Produce Stands

Produce Stands
in the Manama Central Market

The Central Market

The Central Market

Tuesday, April 12, 2011

The Soup Pot

In Bahrain I have had an issue with getting into a meat groove. The meat at the exchange is expensive, stupidly expensive. The produce is worse. So I found myself going to the locals for my produce. Thai ingredients such as kafir lime leaves and lemongrass are readily available. So my Thom Ka Gai is pretty passable. Leeks are also plentiful, so I make cream of potato leek soup as well. I have also found the the most crucial piece of cookware thus far has been my enamel over cast iron dutch oven. Stewing cheaper cuts of meat for goulash or chicken with wine and olives, or chicken noodle soup. You can buy butternut squash or the ugly local pumpkins (local meaning Saudi or Egypt) dirt cheap for the amt of food you get out of them. I can get chicken stock but for some reason no beef stock (only boullion).
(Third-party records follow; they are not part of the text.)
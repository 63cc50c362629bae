use config::{Config, ConfigError, Environment, File};
use serde::Deserialize;
use std::env;
use std::path::Path;
use thiserror::Error;
use tracing::{error, info};
use validator::{Validate, ValidationError, ValidationErrors};

/// Default values for configuration
const DEFAULT_LOG_LEVEL: &str = "info";
const DEFAULT_ENV: &str = "development";
const DEFAULT_PORT: u16 = 8080;
const CONFIG_DIR: &str = "config";
const DEFAULT_PAGE_SIZE: u64 = 10;
const DEFAULT_MAX_PAGE_SIZE: u64 = 100;
const DEV_DEFAULT_JWT_SECRET: &str =
    "development-only-secret-for-bengkel-inventory-do-not-deploy-1234567890";

/// Application configuration structure with validation
#[derive(Clone, Debug, Deserialize, Validate)]
#[serde(deny_unknown_fields)]
pub struct AppConfig {
    /// Database connection URL (postgres:// or sqlite://)
    #[validate(length(min = 1))]
    pub database_url: String,

    /// HMAC secret used to sign identity tokens
    #[validate(length(min = 32), custom = "validate_jwt_secret")]
    pub jwt_secret: String,

    /// Token lifetime in seconds (5min - 7d)
    #[validate(range(min = 300, max = 604800))]
    pub jwt_expiration: u64,

    #[serde(default = "default_auth_issuer")]
    pub auth_issuer: String,

    #[serde(default = "default_auth_audience")]
    pub auth_audience: String,

    /// Server host address
    pub host: String,

    #[serde(default = "default_port")]
    pub port: u16,

    /// Application environment (development, test, staging, production)
    #[validate(length(min = 1))]
    pub environment: String,

    #[serde(default = "default_log_level")]
    #[validate(custom = "validate_log_level")]
    pub log_level: String,

    /// Log in JSON format (structured logging)
    #[serde(default)]
    pub log_json: bool,

    /// Whether to run database migrations on startup
    #[serde(default)]
    pub auto_migrate: bool,

    /// CORS: comma-separated list of allowed origins
    #[serde(default)]
    pub cors_allowed_origins: Option<String>,

    /// Allow permissive CORS outside development
    #[serde(default)]
    pub cors_allow_any_origin: bool,

    #[serde(default = "default_db_max_connections")]
    #[validate(range(min = 1, max = 200))]
    pub db_max_connections: u32,

    #[serde(default = "default_db_min_connections")]
    pub db_min_connections: u32,

    #[serde(default = "default_db_connect_timeout_secs")]
    pub db_connect_timeout_secs: u64,

    #[serde(default = "default_db_idle_timeout_secs")]
    pub db_idle_timeout_secs: u64,

    #[serde(default = "default_db_acquire_timeout_secs")]
    pub db_acquire_timeout_secs: u64,

    /// Page size used when a list request omits or zeroes `limit`
    #[serde(default = "default_page_size")]
    #[validate(range(min = 1))]
    pub default_page_size: u64,

    /// Upper bound applied to client supplied `limit`
    #[serde(default = "default_max_page_size")]
    #[validate(range(min = 1, max = 1000))]
    pub max_page_size: u64,

    /// Per-request timeout in seconds
    #[serde(default = "default_request_timeout_secs")]
    pub request_timeout_secs: u64,

    /// Admin account created at startup when no user owns this email
    #[serde(default)]
    pub bootstrap_admin_email: Option<String>,

    #[serde(default)]
    pub bootstrap_admin_password: Option<String>,

    #[serde(default = "default_bootstrap_admin_name")]
    pub bootstrap_admin_name: String,
}

impl AppConfig {
    /// Builds a config with defaults for every optional setting.
    pub fn new(
        database_url: String,
        jwt_secret: String,
        jwt_expiration: u64,
        host: String,
        port: u16,
        environment: String,
    ) -> Self {
        Self {
            database_url,
            jwt_secret,
            jwt_expiration,
            auth_issuer: default_auth_issuer(),
            auth_audience: default_auth_audience(),
            host,
            port,
            environment,
            log_level: default_log_level(),
            log_json: false,
            auto_migrate: false,
            cors_allowed_origins: None,
            cors_allow_any_origin: false,
            db_max_connections: default_db_max_connections(),
            db_min_connections: default_db_min_connections(),
            db_connect_timeout_secs: default_db_connect_timeout_secs(),
            db_idle_timeout_secs: default_db_idle_timeout_secs(),
            db_acquire_timeout_secs: default_db_acquire_timeout_secs(),
            default_page_size: default_page_size(),
            max_page_size: default_max_page_size(),
            request_timeout_secs: default_request_timeout_secs(),
            bootstrap_admin_email: None,
            bootstrap_admin_password: None,
            bootstrap_admin_name: default_bootstrap_admin_name(),
        }
    }

    pub fn is_production(&self) -> bool {
        self.environment.eq_ignore_ascii_case("production")
    }

    pub fn is_development(&self) -> bool {
        matches!(
            self.environment.to_ascii_lowercase().as_str(),
            "development" | "dev" | "test"
        )
    }

    pub fn has_cors_allowed_origins(&self) -> bool {
        self.cors_allowed_origins
            .as_deref()
            .map(|raw| raw.split(',').any(|o| !o.trim().is_empty()))
            .unwrap_or(false)
    }

    pub fn should_allow_permissive_cors(&self) -> bool {
        self.is_development() || self.cors_allow_any_origin
    }

    pub fn log_level(&self) -> &str {
        &self.log_level
    }

    /// Bootstrap admin credentials, if both email and password are configured
    pub fn bootstrap_admin(&self) -> Option<(&str, &str)> {
        match (&self.bootstrap_admin_email, &self.bootstrap_admin_password) {
            (Some(email), Some(password)) if !email.trim().is_empty() => {
                Some((email.as_str(), password.as_str()))
            }
            _ => None,
        }
    }

    fn validate_additional_constraints(&self) -> Result<(), ValidationErrors> {
        let mut errors = ValidationErrors::new();

        if !self.should_allow_permissive_cors() && !self.has_cors_allowed_origins() {
            let mut err = ValidationError::new("cors_allowed_origins_required");
            err.message = Some(
                "Set APP__CORS_ALLOWED_ORIGINS for non-development environments or explicitly opt-in via APP__CORS_ALLOW_ANY_ORIGIN=true".into(),
            );
            errors.add("cors_allowed_origins", err);
        }

        if !self.is_development() && self.jwt_secret.trim() == DEV_DEFAULT_JWT_SECRET {
            let mut err = ValidationError::new("jwt_secret_default_dev");
            err.message = Some(
                "The bundled development JWT secret must not be used outside development. Set APP__JWT_SECRET to a unique, secure value."
                    .into(),
            );
            errors.add("jwt_secret", err);
        }

        if self.db_min_connections > self.db_max_connections {
            let mut err = ValidationError::new("db_min_connections");
            err.message = Some("db_min_connections cannot exceed db_max_connections".into());
            errors.add("db_min_connections", err);
        }

        if self.default_page_size > self.max_page_size {
            let mut err = ValidationError::new("default_page_size");
            err.message = Some("default_page_size cannot exceed max_page_size".into());
            errors.add("default_page_size", err);
        }

        if self.bootstrap_admin_email.is_some() != self.bootstrap_admin_password.is_some() {
            let mut err = ValidationError::new("bootstrap_admin");
            err.message = Some(
                "bootstrap_admin_email and bootstrap_admin_password must be set together".into(),
            );
            errors.add("bootstrap_admin_email", err);
        }

        if errors.errors().is_empty() {
            Ok(())
        } else {
            Err(errors)
        }
    }

    /// Runs derive-based and cross-field validation.
    pub fn validate_all(&self) -> Result<(), ValidationErrors> {
        self.validate()?;
        self.validate_additional_constraints()
    }
}

/// Configuration loading errors
#[derive(Debug, Error)]
pub enum AppConfigError {
    #[error("Configuration loading failed: {0}")]
    Load(#[from] ConfigError),

    #[error("Configuration validation failed: {0}")]
    Validation(#[from] ValidationErrors),
}

fn default_log_level() -> String {
    DEFAULT_LOG_LEVEL.to_string()
}

fn default_port() -> u16 {
    DEFAULT_PORT
}

fn default_auth_issuer() -> String {
    "bengkel-inventory".to_string()
}

fn default_auth_audience() -> String {
    "bengkel-inventory-api".to_string()
}

fn default_db_max_connections() -> u32 {
    10
}
fn default_db_min_connections() -> u32 {
    1
}
fn default_db_connect_timeout_secs() -> u64 {
    30
}
fn default_db_idle_timeout_secs() -> u64 {
    600
}
fn default_db_acquire_timeout_secs() -> u64 {
    8
}

fn default_page_size() -> u64 {
    DEFAULT_PAGE_SIZE
}

fn default_max_page_size() -> u64 {
    DEFAULT_MAX_PAGE_SIZE
}

fn default_request_timeout_secs() -> u64 {
    30
}

fn default_bootstrap_admin_name() -> String {
    "Administrator".to_string()
}

/// Validates log level values
fn validate_log_level(level: &str) -> Result<(), ValidationError> {
    let valid_levels = ["trace", "debug", "info", "warn", "error"];
    if valid_levels.contains(&level.to_lowercase().as_str()) {
        Ok(())
    } else {
        let mut err = ValidationError::new("log_level");
        err.message = Some("Must be one of: trace, debug, info, warn, error".into());
        Err(err)
    }
}

fn validate_jwt_secret(secret: &str) -> Result<(), ValidationError> {
    let trimmed = secret.trim();

    if trimmed.len() < 32 {
        let mut err = ValidationError::new("jwt_secret");
        err.message = Some("JWT secret must be at least 32 characters".into());
        return Err(err);
    }

    if let Some(first) = trimmed.chars().next() {
        if trimmed.chars().all(|c| c == first) {
            let mut err = ValidationError::new("jwt_secret");
            err.message = Some("JWT secret cannot be a repeated character sequence".into());
            return Err(err);
        }
    }

    let unique_chars: std::collections::HashSet<char> = trimmed.chars().collect();
    if unique_chars.len() < 10 {
        let mut err = ValidationError::new("jwt_secret");
        err.message =
            Some("JWT secret must have at least 10 unique characters for adequate entropy".into());
        return Err(err);
    }

    Ok(())
}

/// Initializes tracing using the provided log level as the default filter
pub fn init_tracing(level: &str, json: bool) {
    use tracing_subscriber::{fmt, EnvFilter};

    let default_directive = format!("bengkel_inventory={},tower_http=debug", level);
    let filter_directive = env::var("RUST_LOG")
        .ok()
        .filter(|s| !s.trim().is_empty())
        .unwrap_or(default_directive);

    let builder = fmt().with_env_filter(EnvFilter::new(filter_directive));
    if json {
        let _ = builder.json().try_init();
    } else {
        let _ = builder.try_init();
    }
}

/// Loads application configuration
///
/// Layers configuration sources in this order:
/// 1. Built-in defaults
/// 2. Default config (config/default.toml)
/// 3. Environment-specific config (config/{env}.toml)
/// 4. Environment variables (APP__*)
pub fn load_config() -> Result<AppConfig, AppConfigError> {
    load_config_from(Path::new(CONFIG_DIR))
}

/// Same as [`load_config`] but reads files from `config_dir`.
pub fn load_config_from(config_dir: &Path) -> Result<AppConfig, AppConfigError> {
    let run_env = env::var("RUN_ENV")
        .or_else(|_| env::var("APP_ENV"))
        .unwrap_or_else(|_| DEFAULT_ENV.to_string());
    info!("Loading configuration for environment: {}", run_env);

    if !config_dir.exists() {
        info!(
            "Config directory '{}' not found; relying on built-in defaults and environment variables",
            config_dir.display()
        );
    }

    let mut builder = Config::builder()
        .set_default("database_url", "sqlite://bengkel.db?mode=rwc")?
        .set_default("jwt_expiration", 86_400)?
        .set_default("host", "0.0.0.0")?
        .set_default("port", DEFAULT_PORT)?
        .set_default("environment", run_env.as_str())?
        .set_default("log_level", DEFAULT_LOG_LEVEL)?
        .set_default("log_json", false)?
        .add_source(File::from(config_dir.join("default")).required(false))
        .add_source(File::from(config_dir.join(&run_env)).required(false));

    // The bundled secret only exists so `cargo run` works out of the box; validation
    // rejects it everywhere else.
    if run_env == DEFAULT_ENV {
        builder = builder.set_default("jwt_secret", DEV_DEFAULT_JWT_SECRET)?;
    }

    let config = builder
        .add_source(Environment::with_prefix("APP").separator("__"))
        .build()?;

    if config.get_string("jwt_secret").is_err() {
        error!("JWT secret is not configured. Set APP__JWT_SECRET to a random string of at least 32 characters.");
        return Err(AppConfigError::Load(ConfigError::NotFound(
            "jwt_secret is required but not configured. Set APP__JWT_SECRET environment variable."
                .into(),
        )));
    }

    let app_config: AppConfig = config.try_deserialize()?;

    app_config.validate_all().map_err(|e| {
        error!("Configuration validation failed: {:?}", e);
        AppConfigError::Validation(e)
    })?;

    info!("Configuration loaded successfully");
    Ok(app_config)
}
So I use the squash to make a pretty healthy and hearty soup. 3 small or 2 large butternut squash-peel,dice, and scoop out the guts box of chicken stock salt and pepper 3 bell peppers red/yellow/orange half and half simmer the diced squash in the stock with salt and pepper while you work on the peppers. Put the oven on high broil. Keep the peppers whole and rinse them. Put them under the broiler.Let them scorch black and bubbling, turning them periodically. Once they are evenly blackened take them out. You can do this on a grill too. Put them in a ziploc bag, seal it, and set them aside. When the squash is tender, get a blender or your cuisinart. Remove the chunks and puree them reserving the broth. Add a little liquid if you need to for better blending. Put the puree back in the pot and keep simmering stiring it into the broth for a smooth blend. Take the peppers out of the bag.You have sweated them, so rinse them under cold water and the skin should peel right off. Take off the stem, veins and seeds and disgard. Take the fleshy peppers and puree them as well. Stir it into the soup. continue to simmer for another 15 minutes. At the end add some half and half, whole milk, or cream (or nothing if you are watching calories). This soup freezes well FYI. It is a great way to get veg in the rugrats, and goes really well with grilled cheese.